▸ Goal of the exercise: Output all of the material once more, so that every line matches the original exactly.

▸ Records for this task:
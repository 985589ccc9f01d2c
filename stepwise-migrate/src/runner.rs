//! The migration runner.
//!
//! The runner is an explicit state machine:
//!
//! ```text
//!             recorded version?
//!        empty │          │ set
//!              ▼          ▼
//!   ┌──────────┐  found ┌─────────┐
//!   │ Applying │◀───────│ Seeking │──not found──┐
//!   └──────────┘        └─────────┘             │
//!     │   │  ▲ up ok                            ▼
//!     │   └──┘                              ┌────────┐
//!     │ up failed     ┌──────────────┐      │ Failed │
//!     └──────────────▶│ Compensating │─────▶└────────┘
//!     │ end of list   └──────────────┘
//!     ▼
//!   ┌──────┐
//!   │ Done │
//!   └──────┘
//! ```
//!
//! Every step is awaited to completion before the next one starts; nothing is
//! reordered, skipped ahead or run concurrently.

use std::time::Instant;

use stepwise_ddl::StatementBuilder;
use tracing::{debug, error, info, warn};

use crate::error::{MigrateResult, MigrationError};
use crate::executor::StatementExecutor;
use crate::indicator::VersionIndicator;
use crate::migration::Migration;

/// Outcome of a successful run.
#[derive(Debug, Clone, Default)]
pub struct RunReport {
    /// Names of the migrations applied by this run, in order.
    pub applied: Vec<String>,
    /// Number of migrations that were already applied before this run.
    pub skipped: usize,
    /// Last applied migration after the run; empty if none ever was.
    pub current: String,
    /// Committed batches, one per applied migration.
    pub batches: Vec<String>,
    /// Whether batches were only built, not executed.
    pub dry_run: bool,
    /// Total duration in milliseconds.
    pub duration_ms: i64,
}

impl RunReport {
    fn new(current: String, dry_run: bool) -> Self {
        Self {
            current,
            dry_run,
            ..Self::default()
        }
    }

    /// Whether the run applied anything.
    pub fn has_changes(&self) -> bool {
        !self.applied.is_empty()
    }

    /// Get a summary of the run.
    pub fn summary(&self) -> String {
        if self.applied.is_empty() {
            return if self.current.is_empty() {
                "No migrations applied".to_string()
            } else {
                format!("Already up to date at '{}'", self.current)
            };
        }

        let prefix = if self.dry_run { "[DRY RUN] " } else { "" };
        format!(
            "{}{} applied, now at '{}' in {}ms",
            prefix,
            self.applied.len(),
            self.current,
            self.duration_ms
        )
    }
}

#[derive(Debug)]
enum RunState {
    Seeking,
    Applying { next: usize },
    Compensating { index: usize, cause: MigrationError },
    Done,
    Failed(MigrationError),
}

/// Applies an ordered list of migrations after the recorded version.
pub struct Runner<E: StatementExecutor, I: VersionIndicator> {
    executor: E,
    indicator: I,
    builder: StatementBuilder,
    dry_run: bool,
}

impl<E: StatementExecutor, I: VersionIndicator> Runner<E, I> {
    /// Create a runner emitting PostgreSQL.
    pub fn new(executor: E, indicator: I) -> Self {
        Self::with_builder(executor, indicator, StatementBuilder::postgres())
    }

    /// Create a runner with an explicit statement builder.
    pub fn with_builder(executor: E, indicator: I, builder: StatementBuilder) -> Self {
        Self {
            executor,
            indicator,
            builder,
            dry_run: false,
        }
    }

    /// Enable dry-run mode: batches are built and reported, never executed,
    /// and the version is never written.
    pub fn dry_run(mut self, dry_run: bool) -> Self {
        self.dry_run = dry_run;
        self
    }

    /// The executor batches are handed to.
    pub fn executor(&self) -> &E {
        &self.executor
    }

    /// The version indicator.
    pub fn indicator(&self) -> &I {
        &self.indicator
    }

    /// Apply every migration after the recorded one.
    ///
    /// Returns [`MigrationError::NotFound`] if the recorded version is not in
    /// `migrations`, [`MigrationError::UpFailed`] if a migration failed and
    /// was compensated, and [`MigrationError::CompensationFailed`] if the
    /// compensation failed too. Migrations committed before a failure stay
    /// recorded.
    pub async fn run(&mut self, migrations: &[Box<dyn Migration>]) -> MigrateResult<RunReport> {
        let start = Instant::now();
        let recorded = self.indicator.current().await?;
        let mut report = RunReport::new(recorded.clone(), self.dry_run);

        info!(
            current = %recorded,
            total = migrations.len(),
            dry_run = self.dry_run,
            dialect = self.builder.dialect().name(),
            "Starting migration run"
        );

        let mut state = if recorded.is_empty() {
            RunState::Applying { next: 0 }
        } else {
            RunState::Seeking
        };

        loop {
            state = match state {
                RunState::Seeking => {
                    match migrations.iter().position(|m| m.name() == recorded) {
                        Some(index) => {
                            report.skipped = index + 1;
                            debug!(
                                resume_after = %recorded,
                                pending = migrations.len() - index - 1,
                                "Found resume point"
                            );
                            RunState::Applying { next: index + 1 }
                        }
                        None => RunState::Failed(MigrationError::not_found(recorded.as_str())),
                    }
                }
                RunState::Applying { next } => match migrations.get(next) {
                    None => RunState::Done,
                    Some(migration) => {
                        match self.apply(migration.as_ref(), &mut report).await {
                            Ok(()) => RunState::Applying { next: next + 1 },
                            Err(cause) => RunState::Compensating { index: next, cause },
                        }
                    }
                },
                RunState::Compensating { index, cause } => {
                    let failure = self.compensate(migrations[index].as_ref(), cause).await;
                    RunState::Failed(failure)
                }
                RunState::Done => {
                    self.persist(&report).await?;
                    report.duration_ms = start.elapsed().as_millis() as i64;
                    info!(summary = %report.summary(), "Migration run finished");
                    return Ok(report);
                }
                RunState::Failed(err) => {
                    error!(
                        error = %err,
                        fatal = err.is_fatal(),
                        migration = err.migration_name().unwrap_or_default(),
                        "Migration run failed"
                    );
                    self.persist(&report).await?;
                    return Err(err);
                }
            };
        }
    }

    /// Run `up` inside its own transaction and execute the batch.
    async fn apply(
        &mut self,
        migration: &dyn Migration,
        report: &mut RunReport,
    ) -> MigrateResult<()> {
        let name = migration.name();
        debug!(migration = %name, "Applying migration");

        self.builder.begin();
        if let Err(err) = migration.up(&mut self.builder) {
            self.builder.rollback();
            return Err(err);
        }

        let batch = self.builder.commit();
        if let Err(err) = self.execute(&batch).await {
            self.builder.rollback();
            return Err(err);
        }

        info!(migration = %name, dry_run = self.dry_run, "Migration applied");
        report.applied.push(name.to_string());
        report.current = name.to_string();
        report.batches.push(batch);
        Ok(())
    }

    /// Run `down` after a failed `up` and turn the outcome into the error
    /// the run terminates with.
    async fn compensate(
        &mut self,
        migration: &dyn Migration,
        cause: MigrationError,
    ) -> MigrationError {
        let name = migration.name().to_string();
        warn!(migration = %name, error = %cause, "Migration failed, applying compensating down");

        self.builder.begin();
        let outcome = match migration.down(&mut self.builder) {
            Ok(()) => {
                let batch = self.builder.commit();
                self.execute(&batch).await
            }
            Err(err) => Err(err),
        };

        match outcome {
            Ok(()) => {
                warn!(migration = %name, "Compensating down applied");
                MigrationError::UpFailed {
                    name,
                    reason: cause.to_string(),
                }
            }
            Err(down) => {
                self.builder.rollback();
                MigrationError::CompensationFailed {
                    name,
                    up_reason: cause.to_string(),
                    down_reason: down.to_string(),
                }
            }
        }
    }

    async fn execute(&self, batch: &str) -> MigrateResult<()> {
        if self.dry_run {
            debug!(bytes = batch.len(), "[DRY RUN] Skipping execution");
            return Ok(());
        }
        self.executor.execute(batch).await
    }

    /// Write the last committed migration, if this run committed any.
    async fn persist(&self, report: &RunReport) -> MigrateResult<()> {
        if self.dry_run || report.applied.is_empty() {
            return Ok(());
        }

        self.indicator.change(&report.current).await?;
        info!(version = %report.current, "Recorded schema version");
        Ok(())
    }
}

▸ Task solution:
repository 985589ccc9f01d2c
filename stepwise-migrate/src/runner.rs
//! The migration runner.
//!
//! The runner is an explicit state machine:
//!
//! ```text
//!             recorded version?
//!        empty │          │ set
//!              ▼          ▼
//!   ┌──────────┐  found ┌─────────┐
//!   │ Applying │◀───────│ Seeking │──not found──┐
//!   └──────────┘        └─────────┘             │
//!     │   │  ▲ up ok                            ▼
//!     │   └──┘                              ┌────────┐
//!     │ up failed     ┌──────────────┐      │ Failed │
//!     └──────────────▶│ Compensating │─────▶└────────┘
//!     │ end of list   └──────────────┘
//!     ▼
//!   ┌──────┐
//!   │ Done │
//!   └──────┘
//! ```
//!
//! Every step is awaited to completion before the next one starts; nothing is
//! reordered, skipped ahead or run concurrently.

use std::time::Instant;

use stepwise_ddl::StatementBuilder;
use tracing::{debug, error, info, warn};

use crate::error::{MigrateResult, MigrationError};
use crate::executor::StatementExecutor;
use crate::indicator::VersionIndicator;
use crate::migration::Migration;

/// Outcome of a successful run.
#[derive(Debug, Clone, Default)]
pub struct RunReport {
    /// Names of the migrations applied by this run, in order.
    pub applied: Vec<String>,
    /// Number of migrations that were already applied before this run.
    pub skipped: usize,
    /// Last applied migration after the run; empty if none ever was.
    pub current: String,
    /// Committed batches, one per applied migration.
    pub batches: Vec<String>,
    /// Whether batches were only built, not executed.
    pub dry_run: bool,
    /// Total duration in milliseconds.
    pub duration_ms: i64,
}

impl RunReport {
    fn new(current: String, dry_run: bool) -> Self {
        Self {
            current,
            dry_run,
            ..Self::default()
        }
    }

    /// Whether the run applied anything.
    pub fn has_changes(&self) -> bool {
        !self.applied.is_empty()
    }

    /// Get a summary of the run.
    pub fn summary(&self) -> String {
        if self.applied.is_empty() {
            return if self.current.is_empty() {
                "No migrations applied".to_string()
            } else {
                format!("Already up to date at '{}'", self.current)
            };
        }

        let prefix = if self.dry_run { "[DRY RUN] " } else { "" };
        format!(
            "{}{} applied, now at '{}' in {}ms",
            prefix,
            self.applied.len(),
            self.current,
            self.duration_ms
        )
    }
}

#[derive(Debug)]
enum RunState {
    Seeking,
    Applying { next: usize },
    Compensating { index: usize, cause: MigrationError },
    Done,
    Failed(MigrationError),
}

/// Applies an ordered list of migrations after the recorded version.
pub struct Runner<E: StatementExecutor, I: VersionIndicator> {
    executor: E,
    indicator: I,
    builder: StatementBuilder,
    dry_run: bool,
}

impl<E: StatementExecutor, I: VersionIndicator> Runner<E, I> {
    /// Create a runner emitting PostgreSQL.
    pub fn new(executor: E, indicator: I) -> Self {
        Self::with_builder(executor, indicator, StatementBuilder::postgres())
    }

    /// Create a runner with an explicit statement builder.
    pub fn with_builder(executor: E, indicator: I, builder: StatementBuilder) -> Self {
        Self {
            executor,
            indicator,
            builder,
            dry_run: false,
        }
    }

    /// Enable dry-run mode: batches are built and reported, never executed,
    /// and the version is never written.
    pub fn dry_run(mut self, dry_run: bool) -> Self {
        self.dry_run = dry_run;
        self
    }

    /// The executor batches are handed to.
    pub fn executor(&self) -> &E {
        &self.executor
    }

    /// The version indicator.
    pub fn indicator(&self) -> &I {
        &self.indicator
    }

    /// Apply every migration after the recorded one.
    ///
    /// Returns [`MigrationError::NotFound`] if the recorded version is not in
    /// `migrations`, [`MigrationError::UpFailed`] if a migration failed and
    /// was compensated, and [`MigrationError::CompensationFailed`] if the
    /// compensation failed too. Migrations committed before a failure stay
    /// recorded.
    pub async fn run(&mut self, migrations: &[Box<dyn Migration>]) -> MigrateResult<RunReport> {
        let start = Instant::now();
        let recorded = self.indicator.current().await?;
        let mut report = RunReport::new(recorded.clone(), self.dry_run);

        info!(
            current = %recorded,
            total = migrations.len(),
            dry_run = self.dry_run,
            dialect = self.builder.dialect().name(),
            "Starting migration run"
        );

        let mut state = if recorded.is_empty() {
            RunState::Applying { next: 0 }
        } else {
            RunState::Seeking
        };

        loop {
            state = match state {
                RunState::Seeking => {
                    match migrations.iter().position(|m| m.name() == recorded) {
                        Some(index) => {
                            report.skipped = index + 1;
                            debug!(
                                resume_after = %recorded,
                                pending = migrations.len() - index - 1,
                                "Found resume point"
                            );
                            RunState::Applying { next: index + 1 }
                        }
                        None => RunState::Failed(MigrationError::not_found(recorded.as_str())),
                    }
                }
                RunState::Applying { next } => match migrations.get(next) {
                    None => RunState::Done,
                    Some(migration) => {
                        match self.apply(migration.as_ref(), &mut report).await {
                            Ok(()) => RunState::Applying { next: next + 1 },
                            Err(cause) => RunState::Compensating { index: next, cause },
                        }
                    }
                },
                RunState::Compensating { index, cause } => {
                    let failure = self.compensate(migrations[index].as_ref(), cause).await;
                    RunState::Failed(failure)
                }
                RunState::Done => {
                    self.persist(&report).await?;
                    report.duration_ms = start.elapsed().as_millis() as i64;
                    info!(summary = %report.summary(), "Migration run finished");
                    return Ok(report);
                }
                RunState::Failed(err) => {
                    error!(
                        error = %err,
                        fatal = err.is_fatal(),
                        migration = err.migration_name().unwrap_or_default(),
                        "Migration run failed"
                    );
                    self.persist(&report).await?;
                    return Err(err);
                }
            };
        }
    }

    /// Run `up` inside its own transaction and execute the batch.
    async fn apply(
        &mut self,
        migration: &dyn Migration,
        report: &mut RunReport,
    ) -> MigrateResult<()> {
        let name = migration.name();
        debug!(migration = %name, "Applying migration");

        self.builder.begin();
        if let Err(err) = migration.up(&mut self.builder) {
            self.builder.rollback();
            return Err(err);
        }

        let batch = self.builder.commit();
        if let Err(err) = self.execute(&batch).await {
            self.builder.rollback();
            return Err(err);
        }

        info!(migration = %name, dry_run = self.dry_run, "Migration applied");
        report.applied.push(name.to_string());
        report.current = name.to_string();
        report.batches.push(batch);
        Ok(())
    }

    /// Run `down` after a failed `up` and turn the outcome into the error
    /// the run terminates with.
    async fn compensate(
        &mut self,
        migration: &dyn Migration,
        cause: MigrationError,
    ) -> MigrationError {
        let name = migration.name().to_string();
        warn!(migration = %name, error = %cause, "Migration failed, applying compensating down");

        self.builder.begin();
        let outcome = match migration.down(&mut self.builder) {
            Ok(()) => {
                let batch = self.builder.commit();
                self.execute(&batch).await
            }
            Err(err) => Err(err),
        };

        match outcome {
            Ok(()) => {
                warn!(migration = %name, "Compensating down applied");
                MigrationError::UpFailed {
                    name,
                    reason: cause.to_string(),
                }
            }
            Err(down) => {
                self.builder.rollback();
                MigrationError::CompensationFailed {
                    name,
                    up_reason: cause.to_string(),
                    down_reason: down.to_string(),
                }
            }
        }
    }

    async fn execute(&self, batch: &str) -> MigrateResult<()> {
        if self.dry_run {
            debug!(bytes = batch.len(), "[DRY RUN] Skipping execution");
            return Ok(());
        }
        self.executor.execute(batch).await
    }

    /// Write the last committed migration, if this run committed any.
    async fn persist(&self, report: &RunReport) -> MigrateResult<()> {
        if self.dry_run || report.applied.is_empty() {
            return Ok(());
        }

        self.indicator.change(&report.current).await?;
        info!(version = %report.current, "Recorded schema version");
        Ok(())
    }
}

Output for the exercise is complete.